Cross-compilation isolation is configured to search for libraries and headers only in the toolchain's sysroot, not the host system.
Using a custom toolchain
To use a different toolchain, set CMAKE_TOOLCHAIN_FILE before the FetchContent block or via the environment:
cmake -B build -DCMAKE_TOOLCHAIN_FILE=/path/to/toolchain.cmake
CMAKE_TOOLCHAIN_FILE=/path/to/toolchain.cmake cmake -B build
The module only sets the toolchain if neither CMAKE_TOOLCHAIN_FILE nor the CMAKE_TOOLCHAIN_FILE environment variable is defined.
Using a custom CMSIS index
For offline builds or custom CMSIS packages, override the index location with the CMSIS_STM32_INDEX_<TARGET> cache variable.
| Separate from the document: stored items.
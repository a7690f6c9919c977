//! Object pools keyed by prefab identity.

use std::collections::HashMap;
use std::sync::Arc;

use parking_lot::Mutex;

use crate::error::DiResult;
use crate::factory::LifecycleTargets;
use crate::prefab::PrefabId;
use crate::provider::LifetimeScope;
use crate::registration::AnyArc;
use crate::scene::{NodeId, SceneHost};

/// Pool configuration for one factory.
///
/// Defaults pool nothing: `max_count` is 0, so every despawned instance is
/// destroyed.
///
/// With the `serde` feature (on by default) settings can be loaded from
/// configuration assets:
///
/// ```rust
/// # #[cfg(feature = "serde")] {
/// use ferrous_prefab::PoolSettings;
///
/// let settings: PoolSettings =
///     serde_json::from_str(r#"{ "parent_name": "Bullets", "max_count": 32 }"#).unwrap();
/// assert_eq!(settings.prewarm_count, 0);
/// assert_eq!(settings.max_count, 32);
/// # }
/// ```
#[derive(Debug, Clone, Default, PartialEq, Eq)]
#[cfg_attr(feature = "serde", derive(serde::Serialize, serde::Deserialize))]
#[cfg_attr(feature = "serde", serde(default))]
pub struct PoolSettings {
    /// Name of the object holding inactive instances. Empty means pooled
    /// instances stay unparented.
    pub parent_name: String,
    /// Instances created and parked when the factory starts.
    pub prewarm_count: usize,
    /// Maximum number of inactive instances kept. Active ones don't count.
    pub max_count: usize,
}

impl PoolSettings {
    pub fn new(parent_name: impl Into<String>, prewarm_count: usize, max_count: usize) -> Self {
        Self { parent_name: parent_name.into(), prewarm_count, max_count }
    }

    /// Settings with no pool parent and no prewarm.
    pub fn with_max(max_count: usize) -> Self {
        Self { max_count, ..Self::default() }
    }
}

/// What happened to an instance handed to [`PoolRegistry::release`].
#[derive(Debug, Clone, Copy, PartialEq, Eq)]
pub enum Release {
    /// Deactivated and parked for reuse
    Pooled,
    /// Destroyed: the pool was full or no longer configured
    Destroyed,
}

/// A spawned instance that can go back into a pool.
pub(crate) struct PooledInstance {
    pub(crate) output: AnyArc,
    pub(crate) node: NodeId,
    pub(crate) scope: Option<LifetimeScope>,
    pub(crate) targets: Arc<LifecycleTargets>,
}

impl PooledInstance {
    /// Destroys the instance. A scoped instance disposes its scope, which
    /// destroys the root object.
    pub(crate) fn destroy(self, host: &dyn SceneHost) {
        match self.scope {
            Some(scope) => scope.dispose(),
            None => host.destroy(self.node),
        }
    }
}

struct PoolEntry {
    settings: PoolSettings,
    stack: Vec<PooledInstance>,
    parent: Option<NodeId>,
}

impl PoolEntry {
    fn new(settings: PoolSettings) -> Self {
        Self { settings, stack: Vec::new(), parent: None }
    }

    fn has_room(&self) -> bool {
        self.stack.len() < self.settings.max_count
    }

    /// The parent object for parked instances, created on first use.
    fn parent_node(&mut self, host: &dyn SceneHost) -> Option<NodeId> {
        if self.settings.parent_name.is_empty() {
            return None;
        }
        match self.parent {
            Some(parent) if host.is_alive(parent) => Some(parent),
            _ => {
                let parent = host.create_root(&self.settings.parent_name);
                self.parent = Some(parent);
                Some(parent)
            }
        }
    }

    fn destroy(self, host: &dyn SceneHost) -> usize {
        let count = self.stack.len();
        for instance in self.stack.into_iter().rev() {
            instance.destroy(host);
        }
        if let Some(parent) = self.parent {
            host.destroy(parent);
        }
        count
    }
}

/// Pools of inactive instances, one per prefab.
///
/// Each pool is a LIFO stack: the most recently despawned instance is reused
/// first. A registry is normally owned by a single factory; factories that
/// should share pools for the same prefab can be handed one registry
/// explicitly. Every factory sharing a registry must use the registry's host.
///
/// Pools are `Send + Sync`, but spawning and despawning on one pool from
/// several threads at once is not serialized beyond individual operations.
/// Callers drive a pool from one logical thread.
pub struct PoolRegistry {
    host: Arc<dyn SceneHost>,
    pools: Mutex<HashMap<PrefabId, PoolEntry>>,
}

impl PoolRegistry {
    pub fn new(host: Arc<dyn SceneHost>) -> Self {
        Self { host, pools: Mutex::new(HashMap::new()) }
    }

    pub fn host(&self) -> &Arc<dyn SceneHost> {
        &self.host
    }

    /// Sets or clears the settings of a pool.
    ///
    /// Any change discards the previous pool: parked instances and the pool
    /// parent are destroyed, and the new pool starts empty. Re-applying equal
    /// settings is a no-op. Returns true if something changed.
    pub fn configure(&self, key: PrefabId, settings: Option<PoolSettings>) -> bool {
        let evicted = {
            let mut pools = self.pools.lock();
            match (pools.get(&key), &settings) {
                (Some(entry), Some(new)) if entry.settings == *new => return false,
                (None, None) => return false,
                _ => {}
            }
            let evicted = pools.remove(&key);
            if let Some(settings) = settings {
                pools.insert(key, PoolEntry::new(settings));
            }
            evicted
        };

        if let Some(entry) = evicted {
            let destroyed = entry.destroy(self.host.as_ref());
            tracing::debug!(?key, destroyed, "pool settings changed; previous pool discarded");
        }
        true
    }

    pub fn settings(&self, key: PrefabId) -> Option<PoolSettings> {
        self.pools.lock().get(&key).map(|entry| entry.settings.clone())
    }

    pub fn is_pooling(&self, key: PrefabId) -> bool {
        self.pools.lock().contains_key(&key)
    }

    /// Number of inactive instances parked in the pool.
    pub fn pooled_count(&self, key: PrefabId) -> usize {
        self.pools.lock().get(&key).map_or(0, |entry| entry.stack.len())
    }

    /// The pool parent object, if one has been created.
    pub fn parent_node(&self, key: PrefabId) -> Option<NodeId> {
        self.pools.lock().get(&key).and_then(|entry| entry.parent)
    }

    /// Takes the most recently parked instance. Instances whose object was
    /// destroyed behind the pool's back are dropped.
    pub(crate) fn pop(&self, key: PrefabId) -> Option<PooledInstance> {
        let mut stale = Vec::new();
        let found = {
            let mut pools = self.pools.lock();
            let entry = pools.get_mut(&key)?;
            loop {
                match entry.stack.pop() {
                    Some(instance) if self.host.is_alive(instance.node) => break Some(instance),
                    Some(instance) => stale.push(instance),
                    None => break None,
                }
            }
        };
        if !stale.is_empty() {
            tracing::debug!(?key, count = stale.len(), "dropped pooled instances whose objects were destroyed");
            for instance in stale {
                instance.destroy(self.host.as_ref());
            }
        }
        found
    }

    /// Returns an instance to its pool, or destroys it when the pool is full
    /// or no longer configured.
    pub(crate) fn release(&self, key: PrefabId, instance: PooledInstance) -> DiResult<Release> {
        let parking = {
            let mut pools = self.pools.lock();
            match pools.get_mut(&key) {
                Some(entry) if entry.has_room() => Some(entry.parent_node(self.host.as_ref())),
                _ => None,
            }
        };

        let Some(parent) = parking else {
            instance.destroy(self.host.as_ref());
            return Ok(Release::Destroyed);
        };

        if let Err(err) = self.park(&instance, parent) {
            instance.destroy(self.host.as_ref());
            return Err(err);
        }

        let overflow = {
            let mut pools = self.pools.lock();
            match pools.get_mut(&key) {
                Some(entry) if entry.has_room() => {
                    entry.stack.push(instance);
                    None
                }
                _ => Some(instance),
            }
        };

        match overflow {
            None => Ok(Release::Pooled),
            Some(instance) => {
                instance.destroy(self.host.as_ref());
                Ok(Release::Destroyed)
            }
        }
    }

    fn park(&self, instance: &PooledInstance, parent: Option<NodeId>) -> DiResult<()> {
        self.host.set_active(instance.node, false)?;
        self.host.set_parent(instance.node, parent, true)
    }

    /// Removes the pool entirely, destroying parked instances and the pool
    /// parent. Returns the number of instances destroyed.
    pub fn teardown(&self, key: PrefabId) -> usize {
        let removed = self.pools.lock().remove(&key);
        removed.map_or(0, |entry| entry.destroy(self.host.as_ref()))
    }
}
//! Factory argument tuples and the per-call installer that injects them.

use parking_lot::Mutex;

use crate::collection::{ContainerBuilder, Installer};
use crate::DiResult;

/// An argument tuple accepted by a factory: `()`, `(P1,)`, ... up to ten
/// elements.
///
/// Each element is registered into the spawned scope as an instance exposed
/// as its own concrete type only. When two elements share a type, the later
/// one wins.
///
/// Elements are not exposed under any trait they implement: an element of
/// type `Arc<dyn Weapon>` is found with `get::<Arc<dyn Weapon>>()`, never with
/// `get_trait::<dyn Weapon>()`. Register such a service explicitly through an
/// installer when consumers resolve it by trait.
pub trait Args: Clone + Send + Sync + 'static {
    /// Number of elements.
    const ARITY: usize;

    /// Registers every element into `builder`.
    fn install(self, builder: &mut ContainerBuilder);

    /// The tuple's only value, for tuples that need no caller input.
    fn trivial() -> Option<Self> {
        None
    }
}

impl Args for () {
    const ARITY: usize = 0;

    fn install(self, _builder: &mut ContainerBuilder) {}

    fn trivial() -> Option<Self> {
        Some(())
    }
}

macro_rules! impl_args {
    ($arity:expr; $($T:ident $idx:tt),+) => {
        impl<$($T),+> Args for ($($T,)+)
        where
            $($T: Clone + Send + Sync + 'static),+
        {
            const ARITY: usize = $arity;

            fn install(self, builder: &mut ContainerBuilder) {
                $( builder.register_instance(self.$idx); )+
            }
        }
    };
}

impl_args!(1; P1 0);
impl_args!(2; P1 0, P2 1);
impl_args!(3; P1 0, P2 1, P3 2);
impl_args!(4; P1 0, P2 1, P3 2, P4 3);
impl_args!(5; P1 0, P2 1, P3 2, P4 3, P5 4);
impl_args!(6; P1 0, P2 1, P3 2, P4 3, P5 4, P6 5);
impl_args!(7; P1 0, P2 1, P3 2, P4 3, P5 4, P6 5, P7 6);
impl_args!(8; P1 0, P2 1, P3 2, P4 3, P5 4, P6 5, P7 6, P8 7);
impl_args!(9; P1 0, P2 1, P3 2, P4 3, P5 4, P6 5, P7 6, P8 7, P9 8);
impl_args!(10; P1 0, P2 1, P3 2, P4 3, P5 4, P6 5, P7 6, P8 7, P9 8, P10 9);

/// Single-slot installer carrying one call's arguments into the child scope
/// being built.
///
/// The slot is filled at construction and emptied by the first `install`;
/// later installs register nothing. Each `create` call builds its own
/// installer and hands it to the scope by value, so concurrent or reentrant
/// spawns never see each other's arguments.
pub struct ParameterInstaller<A> {
    slot: Mutex<Option<A>>,
}

impl<A: Args> ParameterInstaller<A> {
    pub fn new(args: A) -> Self {
        Self { slot: Mutex::new(Some(args)) }
    }

    /// True until the arguments have been installed.
    pub fn is_pending(&self) -> bool {
        self.slot.lock().is_some()
    }
}

impl<A: Args> Installer for ParameterInstaller<A> {
    fn install(&self, builder: &mut ContainerBuilder) -> DiResult<()> {
        let taken = self.slot.lock().take();
        match taken {
            Some(args) => {
                tracing::trace!(scope = builder.name(), arity = A::ARITY, "installing factory parameters");
                args.install(builder);
            }
            None => {
                tracing::warn!(scope = builder.name(), "factory parameters already consumed; nothing installed");
            }
        }
        Ok(())
    }
}

#[cfg(test)]
mod tests {
    use super::*;
    use crate::Resolver;

    #[test]
    fn arity_matches_tuple_length() {
        assert_eq!(<() as Args>::ARITY, 0);
        assert_eq!(<(u8,) as Args>::ARITY, 1);
        assert_eq!(<(u8, u16, u32, u64, i8, i16, i32, i64, f32, f64) as Args>::ARITY, 10);
    }

    #[test]
    fn second_install_registers_nothing() {
        let installer = ParameterInstaller::new((7u32, "name"));

        let mut first = ContainerBuilder::new();
        installer.install(&mut first).unwrap();
        assert!(!installer.is_pending());
        let first = first.build().unwrap();
        assert_eq!(*first.get_required::<u32>(), 7);
        assert_eq!(*first.get_required::<&'static str>(), "name");

        let mut second = ContainerBuilder::new();
        installer.install(&mut second).unwrap();
        assert!(!second.exists::<u32>());
    }
}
The target name is converted to uppercase.
cmake -B build -DCMSIS_STM32_INDEX_FIRMWARE=/path/to/index.cmake
The custom index file must define the same variables as the official index:
STM32_CMSIS_VERSION-- release identifierSTM32_CMSIS_FAMILIES-- list of supported family prefixesSTM32_CMSIS_DIST_<family>-- archive name for each familySTM32_CMSIS_DIST_MD5_<family>-- MD5 hash for verification
This is useful for air-gapped environments or when testing unreleased CMSIS packages.
Build optimization
For minimal firmware binaries, enable Link-Time Optimization (LTO):
add_executable(firmware
main.c
)
set_property(TARGET firmware
PROPERTY INTERPROCEDURAL_OPTIMIZATION TRUE
)
cmsis_stm32_target(firmware
...
)
LTO allows the compiler to optimize across translation units, eliminating unused functions and inlining across file boundaries.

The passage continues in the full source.